Sometimes we think we’re “over it” until we try to write about it.

When I wrote my heart speech I agreed to share this thing that I used to keep secret, because I assumed I was “over it”.

No big deal, I thought.

Until I tried to put it into words. All the stuff I thought was long past — previous hurts and shames and memories and conflicting emotions — popped up again as if to say, “Hey there. It’s all your old shit. All the stuff you thought you solved. Still here.

Once I put the speech together and shared it, I felt lighter and more free than I ever had before. But the process of getting there was unexpectedly emotional.

And I’ll be honest, I still have some stories I’m not ready to tell.

In some cases, I’ve tried. One day I sat down on a park bench to write some personal stories about some traumatic things that I thought were “healed enough”. I thought it was time and the stories could be useful and instructive.

And then all the words sailed right out of me like one big “whoosh”. As I pushed onwards, trying to write anyway, I felt a lot of things I’d worked hard not to feel.

I kept my words right where I put them — in that notebook. I stopped writing about the subject and I didn’t publish what I wrote. Maybe I will someday — just not right now.

I’m telling you this to say: if writing hurts, I get it.

And I’d like to express my sincere appreciation for all the brave people who are sharing their stories in the spirit of healing, helping others and making the world a better place.

Based on my experiences and observations, here are some considerations that may help when writing about things that are, well, hard to write about.

1. You get to decide when you are ready.

I think about it like this: you have an opportunity to tell your story but not a responsibility. It’s your story and you get to decide when and if you’re ready to share it, how you share it, and in what forums.

Some stories need more time to gestate. If you, or your story, isn’t ready yet, that’s OK. Especially if it feels unsafe.

Take a good look: there’s a difference between staying inside your comfort zone, and being in unsafe territory. Can you stretch yourself to step outside of your comfort zone a little, without venturing into unsafe territory?

2. You can choose how to tell your story.

How you share your story is up to you. What format feels good and expressive to you? Essays, poetry, painting, collage, video, zines, dance, and anything else you can think of all count. If your story is hard to tell, you may find that another art form feels better than writing.

You also get to decide what you do and don’t include in your story. After all, you’re not on trial; you get to set the parameters. What feels right and true for you? What is enough to get the point across? What parts of your story will help others or inspire positive change? Again, you get to decide what to include.

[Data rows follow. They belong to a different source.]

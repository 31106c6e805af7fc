use std::path::PathBuf;
use std::sync::Arc;

use sha2::{Digest, Sha256};
use tracing::Instrument;

use crate::application::ports::{
    ArtifactError, ArtifactRenderer, ExtractionOracle, OracleError, OracleResolver,
    ReferenceLibrary, TextExtractionError, TextExtractor,
};
use crate::domain::{ExtractedDocument, ExtractionResult, JobId, JobInput, JobStatus};

use super::batch_coordinator::{BatchCoordinator, BatchExtractionError, plan_batches};
use super::deduplication::{DeduplicationGate, PersistOutcome};
use super::direct_extraction::{DirectExtractionError, DirectExtractor};
use super::header_extraction::extract_header;
use super::issuer_identification::identify_issuer;
use super::job_registry::JobRegistry;
use super::pipeline_settings::{ExtractionStrategy, PipelineSettings};
use super::prompts::{batch_prompt, direct_prompt};
use super::redaction::Redactor;
use super::segmentation::{
    SegmentationError, request_skeleton, segment_by_anchors, segment_by_marker,
};
use super::worker_pool::{WorkerError, WorkerPool};

pub const PROGRESS_TEXT_EXTRACTED: u8 = 20;
pub const PROGRESS_ISSUER_IDENTIFIED: u8 = 30;
pub const PROGRESS_SEGMENTED: u8 = 50;
pub const PROGRESS_EXTRACTED: u8 = 80;

#[derive(Debug, thiserror::Error)]
pub enum PipelineError {
    #[error("job {0} not found")]
    JobNotFound(JobId),
    #[error("job input is no longer available")]
    InputUnavailable,
    #[error("job was cancelled")]
    Cancelled,
    #[error("text extraction failed: {0}")]
    TextExtraction(#[from] TextExtractionError),
    #[error("oracle call failed: {0}")]
    Oracle(#[from] OracleError),
    #[error("segmentation failed: {0}")]
    Segmentation(#[from] SegmentationError),
    #[error("batch extraction failed: {0}")]
    BatchExtraction(#[from] BatchExtractionError),
    #[error("extraction failed: {0}")]
    DirectExtraction(#[from] DirectExtractionError),
    #[error("artifact generation failed: {0}")]
    Artifact(#[from] ArtifactError),
    #[error(transparent)]
    Worker(#[from] WorkerError),
}

/// Runs one job through text extraction, redaction, issuer identification,
/// structured extraction, persistence and export.
///
/// The registry is the only place job state lives; the orchestrator reads the
/// job's input from it and reports every transition back to it. Cancellation
/// is polled before and after each stage.
pub struct PipelineOrchestrator {
    registry: Arc<JobRegistry>,
    oracles: Arc<dyn OracleResolver>,
    pdf_extractor: Arc<dyn TextExtractor>,
    plain_extractor: Arc<dyn TextExtractor>,
    references: Arc<dyn ReferenceLibrary>,
    renderer: Arc<dyn ArtifactRenderer>,
    dedup: DeduplicationGate,
    redactor: Redactor,
    workers: WorkerPool,
    settings: PipelineSettings,
}

impl PipelineOrchestrator {
    #[allow(clippy::too_many_arguments)]
    pub fn new(
        registry: Arc<JobRegistry>,
        oracles: Arc<dyn OracleResolver>,
        pdf_extractor: Arc<dyn TextExtractor>,
        plain_extractor: Arc<dyn TextExtractor>,
        references: Arc<dyn ReferenceLibrary>,
        renderer: Arc<dyn ArtifactRenderer>,
        dedup: DeduplicationGate,
        redactor: Redactor,
        workers: WorkerPool,
        settings: PipelineSettings,
    ) -> Self {
        Self {
            registry,
            oracles,
            pdf_extractor,
            plain_extractor,
            references,
            renderer,
            dedup,
            redactor,
            workers,
            settings,
        }
    }

    pub fn registry(&self) -> &Arc<JobRegistry> {
        &self.registry
    }

    /// Spawns the pipeline for a freshly created job.
    pub fn start(self: &Arc<Self>, job_id: JobId) -> tokio::task::JoinHandle<()> {
        let orchestrator = Arc::clone(self);
        tokio::spawn(async move { orchestrator.run(job_id, None).await })
    }

    /// Replays the pipeline from the first stage with a password. Returns
    /// None when the job is not waiting for one.
    pub fn resubmit_with_password(
        self: &Arc<Self>,
        job_id: JobId,
        password: String,
    ) -> Option<tokio::task::JoinHandle<()>> {
        if !self.registry.reset_for_retry(job_id) {
            return None;
        }
        tracing::info!(job_id = %job_id, "Password submitted, replaying pipeline");

        let orchestrator = Arc::clone(self);
        Some(tokio::spawn(async move {
            orchestrator.run(job_id, Some(password)).await
        }))
    }

    /// Drives one job to a terminal or password-pending state. Nothing
    /// escapes this boundary: every failure becomes a single transition.
    pub async fn run(&self, job_id: JobId, password: Option<String>) {
        let (filename, provider) = self
            .registry
            .get(job_id)
            .map(|job| (job.filename, job.backend.provider))
            .unwrap_or_default();
        let span = tracing::info_span!(
            "pipeline_job",
            job_id = %job_id,
            filename = %filename,
            provider = %provider,
            strategy = %self.settings.strategy,
        );

        let result = self
            .process(job_id, password.as_deref())
            .instrument(span)
            .await;

        match result {
            Ok(()) => tracing::info!(job_id = %job_id, "Pipeline completed"),
            Err(PipelineError::Cancelled) => {
                tracing::info!(job_id = %job_id, "Pipeline stopped: job cancelled");
            }
            Err(PipelineError::TextExtraction(
                e @ (TextExtractionError::PasswordRequired | TextExtractionError::PasswordIncorrect),
            )) => {
                tracing::info!(job_id = %job_id, reason = %e, "Pipeline paused: password required");
                self.registry.set_password_required(job_id, e.to_string());
            }
            Err(e) if self.registry.is_cancelled(job_id) => {
                tracing::info!(job_id = %job_id, error = %e, "Failure after cancellation suppressed");
            }
            Err(e) => {
                tracing::error!(job_id = %job_id, error = %e, "Pipeline failed");
                self.registry.set_error(job_id, e.to_string());
            }
        }
    }

    async fn process(&self, job_id: JobId, password: Option<&str>) -> Result<(), PipelineError> {
        self.checkpoint(job_id)?;

        let job = self
            .registry
            .get(job_id)
            .ok_or(PipelineError::JobNotFound(job_id))?;
        let input = self
            .registry
            .input(job_id)
            .ok_or(PipelineError::InputUnavailable)?;
        self.registry
            .update_status(job_id, JobStatus::Processing, Some(0));

        let oracle = self.oracles.resolve(&job.backend.provider)?;
        self.checkpoint(job_id)?;

        let document = self.extract_text(input, password).await?;
        self.registry
            .update_progress(job_id, PROGRESS_TEXT_EXTRACTED);
        self.checkpoint(job_id)?;

        let first_page = document.first_page_text().to_string();
        let redactor = self.redactor.clone();
        let text: Arc<str> = self
            .workers
            .run_blocking(move || redactor.redact(&document.combined_text()))
            .await?
            .into();
        self.registry
            .set_details(job_id, text.to_string(), String::new());
        self.checkpoint(job_id)?;

        let issuer = {
            let oracle = Arc::clone(&oracle);
            let first_page = self.redactor.redact(&first_page);
            let threshold = self.settings.issuer_confidence_threshold;
            self.workers
                .run(async move { identify_issuer(oracle.as_ref(), &first_page, threshold).await })
                .await?
        };
        self.registry
            .update_progress(job_id, PROGRESS_ISSUER_IDENTIFIED);
        self.checkpoint(job_id)?;

        let reference = if issuer.is_unknown() {
            None
        } else {
            let references = Arc::clone(&self.references);
            let issuer_name = issuer.name.clone();
            self.workers
                .run(async move { references.reference_for(&issuer_name).await })
                .await?
        };
        self.checkpoint(job_id)?;

        let mut result = self
            .extract_records(job_id, oracle, Arc::clone(&text), reference)
            .await?;
        result.label_issuer(&issuer.name);
        self.registry
            .update_progress(job_id, PROGRESS_EXTRACTED);
        self.checkpoint(job_id)?;

        let outcome = {
            let dedup = self.dedup.clone();
            let filename = job.filename.clone();
            let issuer_name = issuer.name.clone();
            let records = result.clone();
            self.workers
                .run(async move { dedup.persist(job_id, &filename, &issuer_name, &records).await })
                .await
                .unwrap_or_else(|e| {
                    tracing::warn!(error = %e, "Persistence task failed");
                    PersistOutcome::Failed
                })
        };
        tracing::debug!(outcome = ?outcome, "Persistence finished");
        self.checkpoint(job_id)?;

        let artifact_path = self.write_artifact(result).await?;
        self.checkpoint(job_id)?;

        self.registry.set_completed(job_id, artifact_path);
        Ok(())
    }

    async fn extract_text(
        &self,
        input: JobInput,
        password: Option<&str>,
    ) -> Result<ExtractedDocument, PipelineError> {
        let password = password.map(str::to_owned);
        let (extractor, bytes) = match input {
            JobInput::Pdf(bytes) => (Arc::clone(&self.pdf_extractor), bytes),
            JobInput::Text(text) => (
                Arc::clone(&self.plain_extractor),
                bytes::Bytes::copy_from_slice(text.as_bytes()),
            ),
        };

        let document = self
            .workers
            .run(async move { extractor.extract_text(&bytes, password.as_deref()).await })
            .await??;

        tracing::info!(pages = document.pages.len(), "Text extracted");
        Ok(document)
    }

    async fn extract_records(
        &self,
        job_id: JobId,
        oracle: Arc<dyn ExtractionOracle>,
        text: Arc<str>,
        reference: Option<String>,
    ) -> Result<ExtractionResult, PipelineError> {
        if self.settings.strategy == ExtractionStrategy::Direct {
            self.registry.set_details(
                job_id,
                text.to_string(),
                direct_prompt(&text, reference.as_deref()),
            );
            self.registry.update_progress(job_id, PROGRESS_SEGMENTED);
            self.checkpoint(job_id)?;

            let extractor = DirectExtractor::new(self.settings.low_confidence_threshold);
            let text = text.to_string();
            let result = self
                .workers
                .run(async move { extractor.extract(oracle, text, reference).await })
                .await??;
            return Ok(result);
        }

        let header = {
            let oracle = Arc::clone(&oracle);
            let text = Arc::clone(&text);
            self.workers
                .run(async move { extract_header(oracle.as_ref(), &text).await })
                .await??
        };
        self.checkpoint(job_id)?;

        let blocks = self.segment(Arc::clone(&oracle), Arc::clone(&text)).await?;
        tracing::info!(blocks = blocks.len(), "Document segmented");

        let diagnostic_prompt = plan_batches(&blocks, self.settings.batch_size)
            .first()
            .map(|batch| batch_prompt(batch, reference.as_deref()))
            .unwrap_or_default();
        self.registry
            .set_details(job_id, text.to_string(), diagnostic_prompt);
        self.registry.update_progress(job_id, PROGRESS_SEGMENTED);
        self.checkpoint(job_id)?;

        let coordinator = BatchCoordinator::new(self.settings.batch_size);
        let items = self
            .workers
            .run(async move { coordinator.extract(oracle, blocks, reference).await })
            .await??;

        Ok(ExtractionResult::new(header, items))
    }

    async fn segment(
        &self,
        oracle: Arc<dyn ExtractionOracle>,
        text: Arc<str>,
    ) -> Result<Vec<String>, PipelineError> {
        match self.settings.strategy {
            ExtractionStrategy::Anchor => {
                let skeleton = {
                    let text = Arc::clone(&text);
                    self.workers
                        .run(async move { request_skeleton(oracle.as_ref(), &text).await })
                        .await??
                };
                let settings = self.settings.anchor;
                Ok(self
                    .workers
                    .run_blocking(move || segment_by_anchors(&text, &skeleton, &settings))
                    .await??)
            }
            _ => {
                let marker = self.settings.item_marker.clone();
                Ok(self
                    .workers
                    .run_blocking(move || segment_by_marker(&text, &marker))
                    .await??)
            }
        }
    }

    /// Renders the spreadsheet and stores it under the hash of its bytes.
    async fn write_artifact(&self, result: ExtractionResult) -> Result<PathBuf, PipelineError> {
        let renderer = Arc::clone(&self.renderer);
        let bytes = self
            .workers
            .run_blocking(move || renderer.render(&result))
            .await??;

        let digest = format!("{:x}", Sha256::digest(&bytes));
        let dir = self.settings.artifact_dir.clone();
        let path = dir.join(format!("{digest}.xlsx"));

        let target = path.clone();
        self.workers
            .run(async move {
                tokio::fs::create_dir_all(&dir).await?;
                tokio::fs::write(&target, &bytes).await
            })
            .await?
            .map_err(ArtifactError::from)?;

        tracing::info!(path = %path.display(), "Artifact written");
        Ok(path)
    }

    fn checkpoint(&self, job_id: JobId) -> Result<(), PipelineError> {
        if self.registry.is_cancelled(job_id) {
            return Err(PipelineError::Cancelled);
        }
        Ok(())
    }
}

3. Write for yourself first.

It’s hard enough to write for a public audience about anything, let alone something that is uncomfortable or personally challenging.

I suggest giving yourself permission to write for yourself, first. Tell yourself: I’m just going to write this thing and if I want to throw it away after or burn it or never look at it again, I can.

Now, hopefully your story won’t wind up as a pile of ashes. But it’s never helpful to write with an imaginary person leaning over our shoulder telling us that what we’re writing is crap.

I mean, that imaginary person is probably going to show up anyway, but if you tell yourself that you’re writing just for you (at least for now) they’re more likely to quiet down.

Once you’re finished, then decide if you want to take the next step to share it. If you like, at that stage, you can edit accordingly.

4. Prepare for the emotional energy tax man.

Writing about difficult, personal things can bring up a lot of painful emotions and sap your energy.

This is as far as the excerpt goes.